The prefrontal cortex has been identified as having a distinct role within reward- guided behaviour and decision making (Fellows & Farah, 2005; Rushworth, et al., 2011). Studies have found that individuals with ventromedial damage suffer from decision-making impairments (Bechara, Dolan, Denburg, Hindes, Anderson & Nathan, 2001; Fellows & Farah, 2005; Waters-wood, Xiao, Denburg, Hernandez & Bechara, 2012). Individuals with damage to the ventromedial prefrontal cortex (VMPFC) are prone to impulsive decision-making in real life and in laboratory based situations (Bechara, Damasio, Damasio & Anderson, 1994; Fellows & Farah, 2005). The majority of studies exploring decision-making impairments have used the Iowa gambling task (IGT). This measure is deemed as sensitive in detecting decision making impairments. It simulates real life decisions as it factors in uncertainty, reward and punishments into decision-making. The IGT involves participants playing a card game, selecting cards from one of four decks with the aim of winning money. Two decks are

deemed as risky decks as they are associated with big wins but also big losses. In contrast, the remaining two decks are associated with smaller wins but also smaller losses. As the game develops, typical participants learn to opt for the less risky decks in order to secure a long term larger win. However, the opposite is found for participants with VMPFC damage (Bechara et al., 1994).
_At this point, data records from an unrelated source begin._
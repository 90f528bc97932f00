//! Room code - the external identifier for a story session

use std::fmt;

use rand::Rng;
use serde::{Deserialize, Serialize};

use crate::error::Error;

/// A six-digit numeric room code.
///
/// Codes are chosen by participants (or generated for them) and act as the
/// map key for live rooms. The parse is the only way to construct one, so
/// every `RoomCode` in the system is well-formed.
#[derive(Debug, Clone, PartialEq, Eq, Hash, Serialize, Deserialize)]
#[serde(try_from = "String", into = "String")]
pub struct RoomCode(String);

impl RoomCode {
    pub const LEN: usize = 6;

    /// Parse a room code, requiring exactly six ASCII digits.
    pub fn parse(s: &str) -> Result<Self, Error> {
        let s = s.trim();
        if s.len() != Self::LEN || !s.bytes().all(|b| b.is_ascii_digit()) {
            return Err(Error::InvalidRoomCode(format!(
                "expected {} digits, got {:?}",
                Self::LEN,
                s
            )));
        }
        Ok(RoomCode(s.to_string()))
    }

    /// Generate a random room code.
    pub fn generate() -> Self {
        let mut rng = rand::thread_rng();
        let digits: String = (0..Self::LEN)
            .map(|_| char::from(b'0' + rng.gen_range(0..10)))
            .collect();
        RoomCode(digits)
    }

    pub fn as_str(&self) -> &str {
        &self.0
    }
}

impl fmt::Display for RoomCode {
    fn fmt(&self, f: &mut fmt::Formatter<'_>) -> fmt::Result {
        f.write_str(&self.0)
    }
}

impl TryFrom<String> for RoomCode {
    type Error = Error;

    fn try_from(value: String) -> Result<Self, Self::Error> {
        RoomCode::parse(&value)
    }
}

impl From<RoomCode> for String {
    fn from(code: RoomCode) -> String {
        code.0
    }
}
Bechara and colleagues (1994) found participants with VMPFC damage regularly opted for the riskier decks. The authors believed that these patients were unable to see the future consequences of their actions and were only guided by the prospect of an immediate win within the task. In addition, Bechara, et al. (2001) explored the impact of substance abuse on decision-making abilities. Individuals who are deemed as substance

dependent are believed to have a dysfunctional VMPFC. In this study, forty control

participants, five individuals with ventromedial damage and forty-one substance dependants participated. Individuals in the substance dependent group met criteria for dependence with either alcohol or stimulants. All participants took part in the IGT. Results revealed that performance on the gambling task was predicted by several factors including years of

substance abuse and number of relapses whilst in recovery. The authors explained this finding as impairments in decision-making being linked with dysfunctions in the VMPFC.

Additionally, VMPFC impairments are believed to be irreversible (Waters-wood, et al., 2012). Water-woods et al. (2012) conducted a study with patients with VMPFC damage to determine whether impairments in decision-making were stable over time or whether recovery of function over time was possible. Patients with VMPFC damage and a control group of participants had a regular administration of the IGT over six years. The control group showed repeated improvement due to practice effects. In contrast, the VMPFC group’s performance on the task remained impaired without improvement. As a result, it is believed that VMPFC impairments in decision-making are not subject to autonomous recovery.